DATA SHOWN Start Marker
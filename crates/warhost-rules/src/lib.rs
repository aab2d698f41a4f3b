//! # Warhost Rules
//!
//! Read-only rule tables for the Warhost battle engine.
//!
//! A ruleset is plain data: the item catalog, the weapon, armor, mount,
//! monster and battle item tables, skills, special abilities, effects,
//! buildings and terrain, plus the global battle switches. It is loaded
//! once from JSON and validated up front, so every cross-table reference
//! the engine follows is known to resolve.
//!
//! ## Usage
//!
//! ```rust,ignore
//! use warhost_rules::Ruleset;
//!
//! let rules = Ruleset::from_json_str(&std::fs::read_to_string("rules.json")?)?;
//! if let Some(sword) = rules.find_item("SWOR") {
//!     let weapon = rules.weapon(sword);
//! }
//! ```

#![warn(missing_docs)]
#![warn(clippy::all)]
#![warn(clippy::pedantic)]
#![allow(clippy::module_name_repetitions)]

pub mod combat;
pub mod config;
pub mod error;
pub mod ids;
pub mod items;
pub mod magic;
pub mod places;
pub mod ruleset;

// Re-exports for convenience
pub use combat::{
    ArmorFlags, ArmorType, AttackCount, AttackType, BattleItemFlags, BattleItemType,
    MonsterType, MountType, SpoilCategory, WeaponClass, WeaponFlags, WeaponType,
};
pub use config::{BattleConfig, Designated, HealTier, PrepareMode, RoutMode};
pub use error::RulesError;
pub use ids::{EffectId, ItemId, ObjectTypeId, SkillId, SpecialId, TerrainId};
pub use items::{ItemKind, ItemType};
pub use magic::{
    DamageEntry, DefenseMod, EffectFlags, EffectType, ShieldCoverage, SkillFlags, SkillType,
    SpecialFlags, SpecialType, TargetFlags,
};
pub use places::{ObjectType, TerrainFlags, TerrainType};
pub use ruleset::{DesignatedIds, Ruleset, RulesetDef, HEAL_TIERS, MAX_BATTLE_ITEMS};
DATA SHOWN End Marker
PROBLEM DETAILS: Your answer must be a single number: the count of lines in the records that include "places".

SOLUTION BELOW: 2